INFORMATION START

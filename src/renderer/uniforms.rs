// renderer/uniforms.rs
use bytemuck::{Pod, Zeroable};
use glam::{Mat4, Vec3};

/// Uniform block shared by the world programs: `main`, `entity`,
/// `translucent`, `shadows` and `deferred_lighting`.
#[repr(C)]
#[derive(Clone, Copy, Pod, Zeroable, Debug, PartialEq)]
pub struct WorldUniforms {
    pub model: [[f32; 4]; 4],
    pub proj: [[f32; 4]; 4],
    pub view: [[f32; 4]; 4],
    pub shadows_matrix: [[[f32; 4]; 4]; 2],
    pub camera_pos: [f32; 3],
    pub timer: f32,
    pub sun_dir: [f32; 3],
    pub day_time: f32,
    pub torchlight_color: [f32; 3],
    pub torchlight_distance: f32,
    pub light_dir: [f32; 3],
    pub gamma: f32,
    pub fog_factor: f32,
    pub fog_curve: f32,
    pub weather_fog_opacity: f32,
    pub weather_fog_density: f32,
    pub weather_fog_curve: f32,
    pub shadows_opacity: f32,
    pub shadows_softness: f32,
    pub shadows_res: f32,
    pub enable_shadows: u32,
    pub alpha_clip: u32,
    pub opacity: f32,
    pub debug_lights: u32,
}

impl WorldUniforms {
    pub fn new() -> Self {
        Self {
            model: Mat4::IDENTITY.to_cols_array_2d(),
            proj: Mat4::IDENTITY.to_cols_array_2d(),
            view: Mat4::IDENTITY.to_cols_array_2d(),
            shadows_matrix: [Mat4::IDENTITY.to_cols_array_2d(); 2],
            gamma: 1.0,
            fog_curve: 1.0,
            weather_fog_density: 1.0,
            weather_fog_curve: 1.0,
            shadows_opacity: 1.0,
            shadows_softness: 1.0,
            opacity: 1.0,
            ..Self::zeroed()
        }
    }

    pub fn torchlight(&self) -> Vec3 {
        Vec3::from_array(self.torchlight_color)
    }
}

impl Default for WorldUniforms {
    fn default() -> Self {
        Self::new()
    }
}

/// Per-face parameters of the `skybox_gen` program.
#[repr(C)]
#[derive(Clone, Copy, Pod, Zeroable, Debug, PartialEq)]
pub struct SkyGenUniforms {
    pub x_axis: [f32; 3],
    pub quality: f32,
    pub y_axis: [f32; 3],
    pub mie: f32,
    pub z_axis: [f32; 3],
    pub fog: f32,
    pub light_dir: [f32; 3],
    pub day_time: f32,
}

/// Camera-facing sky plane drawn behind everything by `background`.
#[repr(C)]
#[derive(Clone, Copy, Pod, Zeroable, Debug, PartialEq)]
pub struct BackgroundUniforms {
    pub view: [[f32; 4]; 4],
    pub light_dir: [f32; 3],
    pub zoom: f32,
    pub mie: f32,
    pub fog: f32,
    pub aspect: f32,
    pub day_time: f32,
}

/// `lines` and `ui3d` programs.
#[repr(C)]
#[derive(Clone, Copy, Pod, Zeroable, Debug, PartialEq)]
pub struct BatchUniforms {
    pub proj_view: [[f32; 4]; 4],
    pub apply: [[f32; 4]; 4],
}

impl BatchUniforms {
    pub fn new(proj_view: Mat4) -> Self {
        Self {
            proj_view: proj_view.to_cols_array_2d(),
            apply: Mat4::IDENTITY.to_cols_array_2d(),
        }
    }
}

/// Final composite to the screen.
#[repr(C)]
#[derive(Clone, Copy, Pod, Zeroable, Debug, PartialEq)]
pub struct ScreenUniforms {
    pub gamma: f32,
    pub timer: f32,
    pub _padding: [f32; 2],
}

INFORMATION END
INFORMATION START

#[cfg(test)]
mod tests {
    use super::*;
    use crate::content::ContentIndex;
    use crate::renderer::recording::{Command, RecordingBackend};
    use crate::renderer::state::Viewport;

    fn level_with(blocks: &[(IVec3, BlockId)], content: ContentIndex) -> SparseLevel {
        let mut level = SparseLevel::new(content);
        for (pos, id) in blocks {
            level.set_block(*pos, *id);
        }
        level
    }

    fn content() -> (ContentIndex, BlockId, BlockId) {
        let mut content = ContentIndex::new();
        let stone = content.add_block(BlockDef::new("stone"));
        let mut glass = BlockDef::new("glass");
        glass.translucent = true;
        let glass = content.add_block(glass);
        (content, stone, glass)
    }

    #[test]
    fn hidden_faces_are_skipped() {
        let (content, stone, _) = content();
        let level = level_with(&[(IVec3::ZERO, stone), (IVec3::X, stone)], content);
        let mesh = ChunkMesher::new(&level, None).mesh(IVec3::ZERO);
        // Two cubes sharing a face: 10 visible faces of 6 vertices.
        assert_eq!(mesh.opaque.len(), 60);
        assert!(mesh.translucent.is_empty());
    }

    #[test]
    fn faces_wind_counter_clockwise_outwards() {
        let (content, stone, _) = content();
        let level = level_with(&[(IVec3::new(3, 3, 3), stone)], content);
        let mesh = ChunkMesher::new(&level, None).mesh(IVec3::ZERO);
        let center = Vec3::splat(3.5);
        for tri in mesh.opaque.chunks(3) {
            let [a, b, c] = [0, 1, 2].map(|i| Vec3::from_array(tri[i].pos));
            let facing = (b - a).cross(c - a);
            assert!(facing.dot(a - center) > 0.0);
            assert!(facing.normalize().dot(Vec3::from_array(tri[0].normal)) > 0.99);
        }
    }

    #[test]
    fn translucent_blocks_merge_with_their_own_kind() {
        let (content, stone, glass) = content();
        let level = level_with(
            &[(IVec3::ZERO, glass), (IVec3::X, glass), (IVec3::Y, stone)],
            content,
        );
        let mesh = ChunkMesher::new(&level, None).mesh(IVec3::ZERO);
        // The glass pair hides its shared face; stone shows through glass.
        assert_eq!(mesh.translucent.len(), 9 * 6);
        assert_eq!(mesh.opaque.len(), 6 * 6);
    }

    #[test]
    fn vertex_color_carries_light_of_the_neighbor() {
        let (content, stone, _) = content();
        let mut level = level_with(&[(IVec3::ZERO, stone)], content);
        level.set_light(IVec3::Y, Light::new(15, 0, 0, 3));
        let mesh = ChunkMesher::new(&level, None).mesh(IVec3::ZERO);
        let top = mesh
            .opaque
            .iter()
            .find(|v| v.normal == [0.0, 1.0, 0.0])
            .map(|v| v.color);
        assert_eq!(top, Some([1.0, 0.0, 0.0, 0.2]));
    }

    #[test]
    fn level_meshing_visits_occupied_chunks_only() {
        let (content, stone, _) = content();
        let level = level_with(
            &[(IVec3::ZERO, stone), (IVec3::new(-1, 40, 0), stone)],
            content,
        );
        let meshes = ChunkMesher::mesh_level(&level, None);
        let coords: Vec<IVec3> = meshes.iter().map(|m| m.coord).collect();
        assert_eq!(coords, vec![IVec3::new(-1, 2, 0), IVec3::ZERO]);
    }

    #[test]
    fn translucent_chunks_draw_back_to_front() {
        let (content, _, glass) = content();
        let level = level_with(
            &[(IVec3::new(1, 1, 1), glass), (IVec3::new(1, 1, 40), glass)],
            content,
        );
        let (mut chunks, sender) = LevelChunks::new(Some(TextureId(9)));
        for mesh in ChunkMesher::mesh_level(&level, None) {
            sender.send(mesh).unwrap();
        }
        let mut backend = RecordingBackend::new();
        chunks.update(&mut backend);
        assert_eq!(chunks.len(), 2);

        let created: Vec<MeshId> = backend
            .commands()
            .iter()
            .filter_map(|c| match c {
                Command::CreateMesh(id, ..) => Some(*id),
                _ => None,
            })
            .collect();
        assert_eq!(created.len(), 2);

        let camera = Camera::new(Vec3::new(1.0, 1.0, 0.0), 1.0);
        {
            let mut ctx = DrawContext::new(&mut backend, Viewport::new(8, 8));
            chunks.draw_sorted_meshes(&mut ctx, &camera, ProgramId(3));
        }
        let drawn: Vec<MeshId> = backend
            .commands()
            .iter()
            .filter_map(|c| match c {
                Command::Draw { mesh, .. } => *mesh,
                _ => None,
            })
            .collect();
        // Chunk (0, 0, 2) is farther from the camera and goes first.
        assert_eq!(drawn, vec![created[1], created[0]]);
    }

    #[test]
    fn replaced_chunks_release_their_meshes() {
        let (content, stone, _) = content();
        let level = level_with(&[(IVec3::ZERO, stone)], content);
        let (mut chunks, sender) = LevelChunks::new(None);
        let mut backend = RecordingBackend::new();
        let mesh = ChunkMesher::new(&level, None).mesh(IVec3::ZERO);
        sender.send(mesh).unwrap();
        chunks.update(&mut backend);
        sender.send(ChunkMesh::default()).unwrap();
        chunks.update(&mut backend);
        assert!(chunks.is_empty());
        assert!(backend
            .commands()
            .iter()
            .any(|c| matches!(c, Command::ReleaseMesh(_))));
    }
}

INFORMATION END

AIM OF THE TASK:
Where a line of the material above holds the string "created", copy that line.

ANSWER SECTION:
        let created: Vec<MeshId> = backend
        assert_eq!(created.len(), 2);
        assert_eq!(drawn, vec![created[1], created[0]]);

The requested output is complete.